L'immunoterapia è più efficace se i farmaci epigenetici vengono in aiuto

   www.healtdesk.it, 05/06/2019

Nei pazienti con melanoma la sequenza di guadecitabina e ipilimumab (il primo un agente ipometilante, il secondo un immunoterapico) migliora la capacità del sistema immunitario di riconoscere e attaccare le cellule tumorali.

A questa evidenza è giunto lo studio NIBIT-M4 presentato al meeting annuale dell'American Association of Clinical Oncology (ASCO) di Chicago dai ricercatori del Centro di Immuno-oncologia (Cio) del Policlinico Santa Maria alle Scotte di Siena, diretto da Michele Maio.

Negli ultimi dieci anni l’immunoterapia ha rivoluzionato il trattamento dei tumori e alcune neoplasie che non lasciavano scampo oggi possono essere trattate con successo. Ma solo circa il 40-50% dei pazienti risponde a questo genere di cure. Una tra le possibili strategie per aumentare la percentuale di sopravvivenza prevede la somministrazione dell'immunoterapia in combinazione a molecole in grado di modificare le caratteristiche del tumore, con l'obiettivo di renderlo maggiormente visibile al sistema immunitario. Lo studio presentato ad ASCO, una “prima” a livello mondiale, va proprio in quest’ultima direzione.

«I risultati raggiunti – spiega Michele Maio, direttore del Cio di Siena e presidente della Fondazione NIBIT, che ha sostenuto lo studio insieme ad Airc – sono per noi motivo di grande orgoglio in quanto confermano la nostra iniziale intuizione sulla necessità di creare le condizioni affinché gli immunoterapici possano agire al meglio. Quanto ottenuto è perfettamente in linea con i risultati pre-clinici raggiunti negli anni scorsi dai laboratori del nostro Centro. Una dimostrazione di quanto sia fondamentale l’integrazione tra la ricerca di base e quella clinica, sostenute negli anni dalla Fondazione NIBIT e dalla Fondazione Airc».

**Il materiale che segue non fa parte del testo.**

//! # Telemetry Features
//!
//! Console logging through `tracing_subscriber::fmt` is always installed.
//! OpenTelemetry export is layered on top behind feature flags.
//!
//! ## Feature matrix
//!
//! - `tracing` (default): Enables engine/server events and OpenTelemetry
//!   spans.
//! - `metrics`: Enables OpenTelemetry metrics (packets created, claims, amount
//!   claimed, claim latency).
//! - `stdout`: Enables the stdout OpenTelemetry exporter.
//!
//! ## Span behavior
//!
//! - Spans created via `tracing::info_span!` or `#[instrument]` are exported to
//!   any enabled telemetry backend
//! - Events outside of a span are only shown in log output (via
//!   `fmt::layer()`), not exported
//!
//! ## Example usage
//!
//! ```bash
//! cargo run --features tracing,metrics,stdout
//! ```

// Disallow using `stdout` without `tracing` or `metrics`
#[cfg(all(feature = "stdout", not(any(feature = "tracing", feature = "metrics"))))]
compile_error!(
    "The 'stdout' feature requires at least one of 'tracing' or 'metrics' to be enabled."
);

use super::config::ServerConfig;
use tracing_subscriber::{EnvFilter, layer::SubscriberExt, util::SubscriberInitExt};

#[cfg(feature = "metrics")]
use opentelemetry::metrics::{Counter, Histogram, Meter};
#[cfg(feature = "metrics")]
use opentelemetry_sdk::metrics::SdkMeterProvider;
#[cfg(feature = "metrics")]
use std::sync::OnceLock;

#[cfg(any(feature = "metrics", feature = "tracing"))]
use opentelemetry::{InstrumentationScope, KeyValue};
#[cfg(any(feature = "metrics", feature = "tracing"))]
use opentelemetry_sdk::Resource;
#[cfg(any(feature = "metrics", feature = "tracing"))]
use opentelemetry_semantic_conventions as semvcns;

#[cfg(feature = "tracing")]
use opentelemetry::trace::TracerProvider;
#[cfg(feature = "tracing")]
use opentelemetry_sdk::{propagation::TraceContextPropagator, trace::SdkTracerProvider};

pub struct TelemetryProviders {
    #[cfg(feature = "tracing")]
    pub tracer_provider: SdkTracerProvider,
    #[cfg(feature = "metrics")]
    pub meter_provider: SdkMeterProvider,
}

impl TelemetryProviders {
    /// Flushes and shuts down every enabled provider.
    pub fn shutdown(self) {
        #[cfg(feature = "tracing")]
        {
            if let Err(err) = self.tracer_provider.shutdown() {
                eprintln!("Error shutting down tracer provider: {err:#?}");
            }
        }

        #[cfg(feature = "metrics")]
        {
            if let Err(err) = self.meter_provider.shutdown() {
                eprintln!("Error shutting down meter provider: {err:#?}");
            }
        }
    }
}

/// Installs the global subscriber: console output always, OpenTelemetry
/// layers for whichever of `tracing` and `metrics` are enabled.
pub fn init_telemetry(_config: &ServerConfig) -> anyhow::Result<TelemetryProviders> {
    #[cfg(any(feature = "metrics", feature = "tracing"))]
    let resource = service_resource(_config);
    #[cfg(any(feature = "metrics", feature = "tracing"))]
    let scope = InstrumentationScope::builder("redpacket")
        .with_version(env!("CARGO_PKG_VERSION"))
        .with_schema_url(semvcns::SCHEMA_URL)
        .build();

    let console = tracing_subscriber::fmt::layer()
        .with_thread_ids(true)
        .with_target(false)
        .with_file(true)
        .with_line_number(true)
        .with_timer(tracing_subscriber::fmt::time::ChronoLocal::rfc_3339())
        .pretty();
    let registry = tracing_subscriber::registry()
        .with(EnvFilter::try_from_default_env().unwrap_or_else(|_| "info".into()))
        .with(console);

    #[cfg(feature = "tracing")]
    let (registry, tracer_provider) = {
        opentelemetry::global::set_text_map_propagator(TraceContextPropagator::new());
        let provider = tracer_provider(resource.clone());
        opentelemetry::global::set_tracer_provider(provider.clone());
        let layer = tracing_opentelemetry::layer()
            .with_tracer(provider.tracer_with_scope(scope.clone()))
            .with_error_records_to_exceptions(true);
        (registry.with(layer), provider)
    };

    #[cfg(feature = "metrics")]
    let (registry, meter_provider) = {
        let provider = meter_provider(resource);
        opentelemetry::global::set_meter_provider(provider.clone());
        let meter = opentelemetry::global::meter_with_scope(scope);
        let _ = METRICS.set(PacketMetrics::new(&meter));
        let layer = tracing_opentelemetry::MetricsLayer::new(provider.clone());
        (registry.with(layer), provider)
    };

    registry.try_init()?;

    Ok(TelemetryProviders {
        #[cfg(feature = "tracing")]
        tracer_provider,
        #[cfg(feature = "metrics")]
        meter_provider,
    })
}

/// Resource shared by spans and metrics, tagged with the shard count.
#[cfg(any(feature = "metrics", feature = "tracing"))]
fn service_resource(config: &ServerConfig) -> Resource {
    Resource::builder()
        .with_service_name("redpacket")
        .with_schema_url(
            [
                KeyValue::new(semvcns::resource::SERVICE_VERSION, env!("CARGO_PKG_VERSION")),
                KeyValue::new("redpacket.num_shards", config.service.num_shards as i64),
            ],
            semvcns::SCHEMA_URL,
        )
        .build()
}

#[cfg(feature = "tracing")]
fn tracer_provider(resource: Resource) -> SdkTracerProvider {
    let builder = SdkTracerProvider::builder().with_resource(resource);

    #[cfg(feature = "stdout")]
    let builder = builder.with_batch_exporter(opentelemetry_stdout::SpanExporter::default());

    builder.build()
}

#[cfg(feature = "metrics")]
fn meter_provider(resource: Resource) -> SdkMeterProvider {
    let builder = SdkMeterProvider::builder().with_resource(resource);

    #[cfg(feature = "stdout")]
    let builder = builder.with_periodic_exporter(opentelemetry_stdout::MetricExporter::default());

    builder.build()
}

#[cfg(feature = "metrics")]
static METRICS: OnceLock<PacketMetrics> = OnceLock::new();

#[cfg(feature = "metrics")]
struct PacketMetrics {
    packets_created: Counter<u64>,
    claims: Counter<u64>,
    empty_claims: Counter<u64>,
    claim_errors: Counter<u64>,
    amount_claimed: Counter<u64>,
    claim_duration: Histogram<f64>,
}

#[cfg(feature = "metrics")]
impl PacketMetrics {
    fn new(meter: &Meter) -> Self {
        Self {
            packets_created: meter
                .u64_counter("packets_created")
                .with_description("Red packets registered")
                .build(),
            claims: meter
                .u64_counter("claims")
                .with_description("Claims answered by a shard")
                .build(),
            empty_claims: meter
                .u64_counter("empty_claims")
                .with_description("Claims on unknown or exhausted packets")
                .build(),
            claim_errors: meter
                .u64_counter("claim_errors")
                .with_description("Claims that failed or timed out")
                .build(),
            amount_claimed: meter
                .u64_counter("amount_claimed")
                .with_unit("{minor_unit}")
                .with_description("Total amount handed out")
                .build(),
            claim_duration: meter
                .f64_histogram("claim_duration")
                .with_unit("ms")
                .with_description("Time from claim submission to shard reply")
                .build(),
        }
    }
}

// The recording functions below compile to no-ops without `metrics`.
#[cfg(feature = "metrics")]
pub fn increment_packets_created() {
    if let Some(metrics) = METRICS.get() {
        metrics.packets_created.add(1, &[]);
    }
}

#[cfg(not(feature = "metrics"))]
pub fn increment_packets_created() {}

#[cfg(feature = "metrics")]
pub fn record_claim(amount: u64) {
    let Some(metrics) = METRICS.get() else {
        return;
    };
    metrics.claims.add(1, &[]);
    if amount == 0 {
        metrics.empty_claims.add(1, &[]);
    } else {
        metrics.amount_claimed.add(amount, &[]);
    }
}

#[cfg(not(feature = "metrics"))]
pub fn record_claim(_amount: u64) {}

#[cfg(feature = "metrics")]
pub fn increment_claim_errors() {
    if let Some(metrics) = METRICS.get() {
        metrics.claim_errors.add(1, &[]);
    }
}

#[cfg(not(feature = "metrics"))]
pub fn increment_claim_errors() {}

#[cfg(feature = "metrics")]
pub fn record_claim_duration(duration_ms: f64) {
    if let Some(metrics) = METRICS.get() {
        metrics.claim_duration.record(duration_ms, &[]);
    }
}

#[cfg(not(feature = "metrics"))]
pub fn record_claim_duration(_duration_ms: f64) {}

Lo studio, iniziato nel 2015, ha coinvolto 19 pazienti con melanoma metastatico e ha innanzitutto raggiunto l’obiettivo di dimostrare la sicurezza e la tollerabilità della sequenza di somministrazione dei due farmaci. Dalle analisi è anche emerso che nel 42% dei pazienti si è verificato un controllo della malattia e nel 26% dei casi una risposta obiettiva al trattamento.

«Questi dati – spiega Anna Maria Di Giacomo, coordinatrice della ricerca clinica del Cio e Principal Investigator dello studio – ci indicano che siamo sulla buona strada. La somministrazione sequenziale di un agente ipometilante e dell’immunoterapico è un trattamento fattibile e complessivamente ben tollerato, che può migliorare l’efficacia dell’immunoterapia».

Le modifiche generate da guadecitabina nel Dna delle cellule tumorali, precisa Alessia Covre, coordinatrice della ricerca pre-clinica del Cio al Policlinico Santa Maria alle Scotte di Siena e coautrice dello studio, «fanno sì che le cellule tumorali esprimano, sulla propria superficie, molecole che hanno un ruolo fondamentale nell'interazione tra tumore e sistema immunitario. Così il tumore risulta maggiormente visibile agli “occhi” alle cellule del sistema immunitario del paziente e la guadecitabina crea le condizioni ottimali per fare in modo che i farmaci immunoterapici somministrati successivamente possano avere maggiore efficacia».